2. Hemen belirtmek gerekir ki, dosya kapsamına göre mahkemece ceza davası beklenilmeden karar verilmesinde bir isabetsizlik bulunmamaktadır.
3. Somut olayda, ilk el konumunda olan davalı ...'in taşınmazı edinirken ve devrederken para alıp vermediğini beyan ettiği, nitekim vekil ...'in de davacıya para ödendiğine ilişkin bir beyanı olmadığı, ikinci el konumundaki davalı ...'in davacının emlak işleri ile ilgilenen ve dava konusu taşınmaz için yapılan görüşmelerde bulunan dava dışı... ...'ın kızı olduğu, son satışa aracılık eden davalı kayıt maliklerinin tanığı ...'ın davacıyı ve dava dışı... ...'ı öncesinde tanıdığı,... ile ellerindeki evlerle ilgili zaman zaman paslaşmaları olduğu yönünde beyanda bulunduğu, kayıt maliklerinden ...nın babası olan ...'in tanık olarak dinlenildiği ve biraz şüphelendiği, evin satışının aceleye getirilmek istendiğini gözlemlediği, satıştan hemen sonra şerh konulunca da şüphelerinin kısmen doğruluğundan endişe ettiği yönünde beyanda bulunduğu görülmüştür. Diğer taraftan davalı ... tarafından davalı ...'e "alış satış kapora" açıklaması ile 10.000,00 TL gönderildiği, bunun dışında tarafların ödemeye yönelik iddialarını destekleyecek bir ödeme belgesi sunamadıkları gibi dava dışı ...'nın 06.04.2015 ve 31.03.2015 tarihlerinde ve ...'ın ise 06.04.2015 tarihinde hesaplarından çekilen paraların davalı ... ve ...nın dava konusu evi almaları için ödemede kullandığının kanıtlanamadığı ve yine ... tarafından davalı ... adına düzenlenen blokeli çekin de dava konusu işlem için verildiğinin kanıtlanamadığı anlaşılmıştır.

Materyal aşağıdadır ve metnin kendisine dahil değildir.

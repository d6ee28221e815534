//! Schema migration registry for the reminder database.
//!
//! # Invariants
//! - `version` values are strictly increasing.
//! - All pending migrations are applied in one transaction and mirrored to
//!   `PRAGMA user_version`.

use crate::db::{DbError, DbResult};
use log::info;
use rusqlite::Connection;

#[derive(Debug, Clone, Copy)]
struct Migration {
    version: u32,
    name: &'static str,
    sql: &'static str,
}

const MIGRATIONS: &[Migration] = &[
    Migration {
        version: 1,
        name: "reminders",
        sql: include_str!("0001_reminders.sql"),
    },
    Migration {
        version: 2,
        name: "scheduled_notifications",
        sql: include_str!("0002_scheduled_notifications.sql"),
    },
];

/// Returns the latest schema version this binary can write.
pub fn latest_version() -> u32 {
    MIGRATIONS.last().map_or(0, |migration| migration.version)
}

/// Applies every migration newer than the connection's `user_version`.
pub fn apply_migrations(conn: &mut Connection) -> DbResult<()> {
    let current_version = current_user_version(conn)?;
    let latest = latest_version();

    if current_version > latest {
        return Err(DbError::UnsupportedSchemaVersion {
            db_version: current_version,
            latest_supported: latest,
        });
    }

    if current_version == latest {
        return Ok(());
    }

    let tx = conn.transaction()?;
    for migration in MIGRATIONS
        .iter()
        .filter(|migration| migration.version > current_version)
    {
        tx.execute_batch(migration.sql)?;
        tx.execute_batch(&format!("PRAGMA user_version = {};", migration.version))?;
        info!(
            "event=db_migrate module=db status=ok version={} name={}",
            migration.version, migration.name
        );
    }
    tx.commit()?;

    Ok(())
}

fn current_user_version(conn: &Connection) -> DbResult<u32> {
    let version = conn.query_row("PRAGMA user_version;", [], |row| row.get::<_, u32>(0))?;
    Ok(version)
}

4. Bu durumda, ilk el konumunda olan ...'in ve vekil ...'in beyanları, davalı ...'in taşınmazın satış görüşmelerinde bulunan dava dışı...'in kızı olması, davalı tanıklarının beyanları ve yapıldığı iddia edilen ödemelerin kanıtlamadığı hususları 14.02.1951 tarihli ve 1949/17 Esas, 1951/1 sayılı Yargıtay İçtihadı Birleştirme Kararı kapsamında değerlendirildiğinde; davalı kayıt maliklerinin taşınmazı iktisap ederken üzerlerine düşen özeni gösterdikleri ve TMK'nin 1023 üncü maddesi uyarınca iyi niyetli iktisapta bulunan üçüncü kişi durumunda oldukları söylenemez. Başka bir deyişle, davalı ... ve ...'in TMK’nın 1024 üncü maddesine göre yolsuz tescili bilen ya da bilmesi gereken kişiler konumunda oldukları ve aynı Kanun’un 1023 üncü maddesinin koruyuculuğundan yararlanamayacakları açıktır.

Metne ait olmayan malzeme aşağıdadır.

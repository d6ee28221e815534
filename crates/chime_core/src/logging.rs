//! Process-wide logging bootstrap.
//!
//! # Responsibility
//! - Start the rolling file logger once per process.
//! - Capture panics as sanitized `panic_captured` events.
//!
//! # Invariants
//! - Re-initialization with the same level and directory is a no-op.
//! - Re-initialization with a different level or directory is rejected.
//! - Initialization never panics.
//! - Events carry metadata only (ids, counts, durations), never reminder
//!   titles or bodies.

use crate::config::ChimeConfig;
use flexi_logger::{Cleanup, Criterion, FileSpec, Logger, LoggerHandle, Naming, WriteMode};
use log::{error, info};
use once_cell::sync::OnceCell;
use std::error::Error;
use std::fmt::{Display, Formatter};
use std::path::{Path, PathBuf};

const LOG_FILE_BASENAME: &str = "chime";
const MAX_LOG_FILE_SIZE_BYTES: u64 = 5 * 1024 * 1024;
const MAX_LOG_FILES: usize = 5;
const MAX_PANIC_PAYLOAD_CHARS: usize = 160;

static LOGGING_STATE: OnceCell<LoggingState> = OnceCell::new();
static PANIC_HOOK_INSTALLED: OnceCell<()> = OnceCell::new();

struct LoggingState {
    level: &'static str,
    log_dir: PathBuf,
    _logger: LoggerHandle,
}

#[derive(Debug)]
pub enum LoggingError {
    UnsupportedLevel(String),
    InvalidDirectory(String),
    CreateDirectory { dir: PathBuf, source: std::io::Error },
    Backend(String),
    Conflict { active: String, requested: String },
}

impl Display for LoggingError {
    fn fmt(&self, f: &mut Formatter<'_>) -> std::fmt::Result {
        match self {
            Self::UnsupportedLevel(level) => write!(
                f,
                "unsupported log level `{level}`; expected trace|debug|info|warn|error"
            ),
            Self::InvalidDirectory(message) => write!(f, "invalid log directory: {message}"),
            Self::CreateDirectory { dir, source } => write!(
                f,
                "failed to create log directory `{}`: {source}",
                dir.display()
            ),
            Self::Backend(message) => write!(f, "failed to start logger: {message}"),
            Self::Conflict { active, requested } => write!(
                f,
                "logging already initialized with {active}; refusing to switch to {requested}"
            ),
        }
    }
}

impl Error for LoggingError {
    fn source(&self) -> Option<&(dyn Error + 'static)> {
        match self {
            Self::CreateDirectory { source, .. } => Some(source),
            _ => None,
        }
    }
}

/// Starts logging with the configured level and directory.
pub fn init_from_config(config: &ChimeConfig) -> Result<(), LoggingError> {
    init_logging(&config.log_level, &config.log_dir)
}

/// Starts file logging at `level` under `log_dir`.
///
/// # Errors
/// - `UnsupportedLevel` for anything but trace|debug|info|warn|error.
/// - `InvalidDirectory` when `log_dir` is empty or relative.
/// - `Conflict` when logging is already active with other settings.
pub fn init_logging(level: &str, log_dir: &Path) -> Result<(), LoggingError> {
    let level = normalize_level(level)?;
    let log_dir = normalize_log_dir(log_dir)?;

    let state = LOGGING_STATE.get_or_try_init(|| start_logger(level, &log_dir))?;

    if state.log_dir != log_dir {
        return Err(LoggingError::Conflict {
            active: format!("directory `{}`", state.log_dir.display()),
            requested: format!("`{}`", log_dir.display()),
        });
    }
    if state.level != level {
        return Err(LoggingError::Conflict {
            active: format!("level `{}`", state.level),
            requested: format!("`{level}`"),
        });
    }

    Ok(())
}

/// Active `(level, log_dir)`, or `None` before initialization.
pub fn logging_status() -> Option<(&'static str, PathBuf)> {
    LOGGING_STATE
        .get()
        .map(|state| (state.level, state.log_dir.clone()))
}

/// `debug` for debug builds, `info` for release builds.
pub fn default_log_level() -> &'static str {
    if cfg!(debug_assertions) {
        "debug"
    } else {
        "info"
    }
}

fn start_logger(level: &'static str, log_dir: &Path) -> Result<LoggingState, LoggingError> {
    std::fs::create_dir_all(log_dir).map_err(|source| LoggingError::CreateDirectory {
        dir: log_dir.to_path_buf(),
        source,
    })?;

    let logger = Logger::try_with_str(level)
        .map_err(|err| LoggingError::Backend(err.to_string()))?
        .log_to_file(
            FileSpec::default()
                .directory(log_dir)
                .basename(LOG_FILE_BASENAME),
        )
        .rotate(
            Criterion::Size(MAX_LOG_FILE_SIZE_BYTES),
            Naming::Numbers,
            Cleanup::KeepLogFiles(MAX_LOG_FILES),
        )
        .write_mode(WriteMode::BufferAndFlush)
        .append()
        .format_for_files(flexi_logger::detailed_format)
        .start()
        .map_err(|err| LoggingError::Backend(err.to_string()))?;

    install_panic_hook_once();

    info!(
        "event=app_start module=core status=ok platform={} version={}",
        std::env::consts::OS,
        env!("CARGO_PKG_VERSION")
    );
    info!(
        "event=logging_init module=core status=ok level={} log_dir={}",
        level,
        log_dir.display()
    );

    Ok(LoggingState {
        level,
        log_dir: log_dir.to_path_buf(),
        _logger: logger,
    })
}

fn normalize_level(level: &str) -> Result<&'static str, LoggingError> {
    match level.trim().to_ascii_lowercase().as_str() {
        "trace" => Ok("trace"),
        "debug" => Ok("debug"),
        "info" => Ok("info"),
        "warn" | "warning" => Ok("warn"),
        "error" => Ok("error"),
        other => Err(LoggingError::UnsupportedLevel(other.to_string())),
    }
}

fn normalize_log_dir(log_dir: &Path) -> Result<PathBuf, LoggingError> {
    if log_dir.as_os_str().is_empty() {
        return Err(LoggingError::InvalidDirectory(
            "log_dir cannot be empty".to_string(),
        ));
    }
    if !log_dir.is_absolute() {
        return Err(LoggingError::InvalidDirectory(format!(
            "log_dir must be absolute, got `{}`",
            log_dir.display()
        )));
    }
    Ok(log_dir.to_path_buf())
}

fn install_panic_hook_once() {
    if PANIC_HOOK_INSTALLED.set(()).is_err() {
        return;
    }

    let previous_hook = std::panic::take_hook();
    std::panic::set_hook(Box::new(move |panic_info| {
        // Payloads can carry reminder text; strip newlines and cap length.
        let location = panic_info
            .location()
            .map(|loc| format!("{}:{}", loc.file(), loc.line()))
            .unwrap_or_else(|| "unknown".to_string());
        error!(
            "event=panic_captured module=core status=error location={} payload={}",
            location,
            panic_payload_summary(panic_info)
        );
        previous_hook(panic_info);
    }));
}

fn panic_payload_summary(info: &std::panic::PanicHookInfo<'_>) -> String {
    let payload = if let Some(message) = info.payload().downcast_ref::<&str>() {
        (*message).to_string()
    } else if let Some(message) = info.payload().downcast_ref::<String>() {
        message.clone()
    } else {
        "non-string panic payload".to_string()
    };

    sanitize_message(&payload, MAX_PANIC_PAYLOAD_CHARS)
}

fn sanitize_message(value: &str, max_chars: usize) -> String {
    let normalized = value.replace(['\n', '\r'], " ");
    let mut truncated = normalized.chars().take(max_chars).collect::<String>();
    if normalized.chars().count() > max_chars {
        truncated.push_str("...");
    }
    truncated
}

#[cfg(test)]
mod tests {
    use super::{
        init_logging, logging_status, normalize_level, normalize_log_dir, sanitize_message,
        LoggingError,
    };
    use std::path::Path;

    #[test]
    fn normalize_level_accepts_aliases_and_case() {
        assert_eq!(normalize_level(" WARNING ").expect("warning is known"), "warn");
        assert!(matches!(
            normalize_level("verbose"),
            Err(LoggingError::UnsupportedLevel(level)) if level == "verbose"
        ));
    }

    #[test]
    fn normalize_log_dir_requires_absolute_path() {
        let err = normalize_log_dir(Path::new("logs")).expect_err("relative must fail");
        assert!(err.to_string().contains("absolute"));
    }

    #[test]
    fn sanitize_message_flattens_and_truncates() {
        let sanitized = sanitize_message("take\npills\rnow", 6);
        assert_eq!(sanitized, "take p...");
    }

    #[test]
    fn init_logging_is_idempotent_and_rejects_conflicts() {
        let dir = tempfile::tempdir().expect("tempdir");
        let other = tempfile::tempdir().expect("tempdir");

        init_logging("info", dir.path()).expect("first init succeeds");
        init_logging("INFO", dir.path()).expect("same settings are idempotent");

        let level_err = init_logging("debug", dir.path()).expect_err("level conflict");
        assert!(matches!(level_err, LoggingError::Conflict { .. }));
        let dir_err = init_logging("info", other.path()).expect_err("directory conflict");
        assert!(matches!(dir_err, LoggingError::Conflict { .. }));

        let (level, active_dir) = logging_status().expect("logging is active");
        assert_eq!(level, "info");
        assert_eq!(active_dir, dir.path());
    }
}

5. Hal böyle olunca, davanın kabulüne karar verilmesi gerekirken yanılgılı değerlendirme ile yazılı şekilde karar verilmiş olması doğru değildir.
VI. KARAR
Açıklanan sebeplerle;
1.Davacının temyiz itirazının kabulü ile İlk Derece Mahkemesi kararına karşı istinaf başvurusunun esastan reddine ilişkin Bölge Adliye Mahkemesi kararının ORTADAN KALDIRILMASINA,
2. İlk Derece Mahkemesi kararının BOZULMASINA, bozma nedenine göre davacının vekalet ücretine yönelik temyiz itirazlarının şimdilik incelenmesine yer olmadığına,
Peşin alınan temyiz karar harcının istek hâlinde ilgiliye iadesine, 21.09.2023 tarihinde yürürlüğe giren Avukatlık Asgari Ücret Tarifesi gereğince gelen temyiz eden davacı vekili için 17.100,00 TL duruşma vekâlet ücretinin temyiz edilen davalılardan alınmasına,
Dosyanın kararı veren İlk Derece Mahkemesine, bozma kararının bir örneğinin kararı veren Bölge Adliye Mahkemesine gönderilmesine,
31.10.2023 tarihinde oy birliğiyle karar verildi.